The interior of a John Hardy preamp. And, folks like Great River, Millennia Media, and John Hardy were showing off their old standards. Good, well-built and excellent-sounding preamplifiers, all of them. RECORDERS
A fresco of a Studer 1" 2-track recorder at AES, warming the hearts of those who still love analog recorders. There wasn't much on the standalone recorder front this year. JRF Magnetics was showing off a fine line of analogue tape heads and parts, and Mike Spitz from ATR Services still had his usual very fine retrofitted Ampex ATR-100 machines on display.
Mike Spitz of ATR Services with a 1" 2-track Ampex. But about the only new thing that I saw that looked exciting was the Edirol R-4 portable recorder.
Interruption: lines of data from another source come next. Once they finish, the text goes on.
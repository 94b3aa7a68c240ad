//! End-to-end scenarios over an in-process relay (§8 concrete scenarios
//! A–D). Scenarios E (watchdog) and F (update merge) and property 8
//! (store dump/restore) are exercised at the unit level closer to the code
//! they cover (`reliability::watchdog`, `reliability::update`,
//! `whisper-store::store`) since they don't need two wired-up identities.

use std::sync::Arc;
use std::time::Duration;

use whisper_core::call::CallService;
use whisper_core::config::RuntimeConfig;
use whisper_core::connection::channel::{LoopbackChannel, LoopbackPeerConnection, PeerConnectionFactory};
use whisper_core::connection::ConnectionState;
use whisper_core::crypto::IdentityKeyPair;
use whisper_core::envelope::{self, DialOrClosePayload, Payload};
use whisper_core::handlers::CallHandlers;
use whisper_core::registry::ConnectionRegistry;
use whisper_core::session::SessionService;
use whisper_core::time::TimeService;
use whisper_core::transport::mock::MockRelay;

struct Participant {
    public_key: String,
    identity: IdentityKeyPair,
    registry: Arc<ConnectionRegistry>,
    call: Arc<CallService>,
    time: TimeService,
}

fn spin_up(relay: &MockRelay, peer_connection_factory: PeerConnectionFactory) -> Participant {
    let identity = IdentityKeyPair::generate();
    let session = SessionService::new(identity.clone());
    let public_key = session.public_key().to_string();
    let time = TimeService::new();
    let config = RuntimeConfig::default();

    let transport = Arc::new(relay.transport());
    let call = Arc::new(CallService::new(
        session,
        time.clone(),
        config.clone(),
        Some(transport.clone()),
        Some(transport.clone()),
        Some(transport),
    ));

    let registry = ConnectionRegistry::new(Arc::clone(&call), Arc::new(identity.clone()), config.clone(), peer_connection_factory, None);
    let handlers = CallHandlers::new(public_key.clone(), Arc::clone(&registry), Arc::clone(&call), config, None, None);

    let handlers_for_hook = Arc::clone(&handlers);
    relay.register(public_key.clone(), Arc::new(move |raw| handlers_for_hook.handle_raw(raw)));

    Participant { public_key, identity, registry, call, time }
}

fn loopback_factories() -> (PeerConnectionFactory, PeerConnectionFactory) {
    let (a, b) = LoopbackChannel::pair();
    let factory_a: PeerConnectionFactory = Arc::new(move || LoopbackPeerConnection::new(Arc::clone(&a)));
    let factory_b: PeerConnectionFactory = Arc::new(move || LoopbackPeerConnection::new(Arc::clone(&b)));
    (factory_a, factory_b)
}

async fn wait_for_state(connection: &whisper_core::connection::Connection, state: ConnectionState) {
    tokio::time::timeout(Duration::from_secs(5), async {
        loop {
            if connection.state().await == state {
                return;
            }
            tokio::time::sleep(Duration::from_millis(10)).await;
        }
    })
    .await
    .unwrap_or_else(|_| panic!("connection never reached {state:?}"));
}

/// A. Outgoing connection happy path: `get(peer).open()` on one side drives
/// dial → offer → answer (→ ice) on the wire and both sides land on `Open`
/// with a bound data channel.
#[tokio::test]
async fn scenario_a_outgoing_connection_happy_path() {
    let relay = MockRelay::new();
    let (factory_a, factory_b) = loopback_factories();
    let alice = spin_up(&relay, factory_a);
    let bob = spin_up(&relay, factory_b);

    let alice_connection = alice.registry.get_or_dial(&bob.public_key).await;
    wait_for_state(&alice_connection, ConnectionState::Open).await;

    let bob_connection = bob.registry.get(&alice.public_key).await.expect("bob saw the dial");
    wait_for_state(&bob_connection, ConnectionState::Open).await;

    assert!(alice_connection.data_channel().await.is_some());
    assert!(bob_connection.data_channel().await.is_some());

    alice_connection.send("hello from alice").await.unwrap();
}

/// B. Replay rejection: a `dial` replayed once its timestamp has fallen
/// outside the freshness window is dropped outright, so the recipient never
/// creates a connection for it.
#[tokio::test]
async fn scenario_b_replay_is_rejected_as_stale() {
    let relay = MockRelay::new();
    let (factory_a, factory_b) = loopback_factories();
    let alice = spin_up(&relay, factory_a);
    let bob = spin_up(&relay, factory_b);

    let stale_dial = envelope::sign(
        Payload::Dial(DialOrClosePayload {
            sender: alice.public_key.clone(),
            timestamp: bob.time.server_time(),
            recipient: bob.public_key.clone(),
            ephemeral_public_key: Some("ephpub".into()),
        }),
        &alice.identity,
    )
    .unwrap();
    let raw = envelope::to_wire_json(&stale_dial).unwrap();

    // Replay it 10s later per bob's clock: the freshness window (5s default)
    // has elapsed, so bob's handler must drop it.
    bob.time.record_server_timestamp(bob.time.server_time() + 10_000);

    let bob_handlers = CallHandlers::new(bob.public_key.clone(), Arc::clone(&bob.registry), Arc::clone(&bob.call), RuntimeConfig::default(), None, None);
    bob_handlers.handle_raw(raw);
    tokio::time::sleep(Duration::from_millis(100)).await;

    assert!(bob.registry.get(&alice.public_key).await.is_none());
}

/// C. Wrong recipient: a `dial` addressed to some third party that the
/// relay happens to misroute to bob is dropped; bob creates no connection.
#[tokio::test]
async fn scenario_c_wrong_recipient_is_rejected() {
    let relay = MockRelay::new();
    let (factory_a, factory_b) = loopback_factories();
    let alice = spin_up(&relay, factory_a);
    let bob = spin_up(&relay, factory_b);
    let carol_identity = IdentityKeyPair::generate();

    let misdirected_dial = envelope::sign(
        Payload::Dial(DialOrClosePayload {
            sender: alice.public_key.clone(),
            timestamp: bob.time.server_time(),
            recipient: carol_identity.public_key_base64(),
            ephemeral_public_key: Some("ephpub".into()),
        }),
        &alice.identity,
    )
    .unwrap();
    let raw = envelope::to_wire_json(&misdirected_dial).unwrap();

    let bob_handlers = CallHandlers::new(bob.public_key.clone(), Arc::clone(&bob.registry), Arc::clone(&bob.call), RuntimeConfig::default(), None, None);
    bob_handlers.handle_raw(raw);
    tokio::time::sleep(Duration::from_millis(100)).await;

    assert!(bob.registry.get(&alice.public_key).await.is_none());
}

/// D. Close on reload: once a connection is `Open`, a `close` beacon that
/// postdates `openedAt` tears the recipient's connection down without it
/// sending a `close` of its own back.
#[tokio::test]
async fn scenario_d_close_on_reload_tears_down_the_peer_side() {
    let relay = MockRelay::new();
    let (factory_a, factory_b) = loopback_factories();
    let alice = spin_up(&relay, factory_a);
    let bob = spin_up(&relay, factory_b);

    let alice_connection = alice.registry.get_or_dial(&bob.public_key).await;
    wait_for_state(&alice_connection, ConnectionState::Open).await;
    let bob_connection = bob.registry.get(&alice.public_key).await.unwrap();
    wait_for_state(&bob_connection, ConnectionState::Open).await;

    // Ensure the beacon's timestamp strictly postdates `openedAt`.
    tokio::time::sleep(Duration::from_millis(5)).await;
    alice.call.close(&bob.public_key).await.unwrap();

    wait_for_state(&bob_connection, ConnectionState::Closed).await;
}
This is a hard disk recorder that fits in one hand, recording four channels of 24 bit, 96 ksamp/sec data to an integral hard disk. And, it has a built-in editing system with a scrubbing knob that I found actually very convenient, as well as the ability to transfer files from internal disk to CompactFlash media. Designed for the film industry, I can see this being a great tool for field recordists, because it is the first small hard disk recorder I have seen that actually has usable controls rather than a clumsy menu-driven interface.
While on the subject of Ampexes, here are some members of the Ampex Users Group in attendance at AES: Bob Olsson in the blue shirt, Todd Pike in black, and David Burgess on the right with the blue name tag. The identity of the fellow on the far left is unknown. Out in the paper sessions, things were very different with two very exciting talks on flutter removal. Jamie Howarth of Plangent Processes and Patrick Wolfe of Cambridge talked on Correction of Wow and Flutter Effects in Analog Tape Transfers. They have developed a system where the original bias signal used in recording can be recovered on playback using a special head design. Although the residual bias level is not very high, it's very narrowband which makes it easy to detect. Having this as a reference, they can detect even minute tape speed variations by demodulating variations in the recovered bias. Knowing those variations, they can undo the modulation effects with processing on playback. This results in amazingly accurate removal of even tiny amounts of scrape flutter. Since it will work on older archival recordings with no encoding needed on recording, Mr. Howarth was able to demonstrate it on a variety of old archive materials and the increase in clarity and perceived definition was just stunning. I recommend reading preprint 6213, although sadly you won't be able to hear the demo recordings that were played back during the talk, which make the point better than any paper could.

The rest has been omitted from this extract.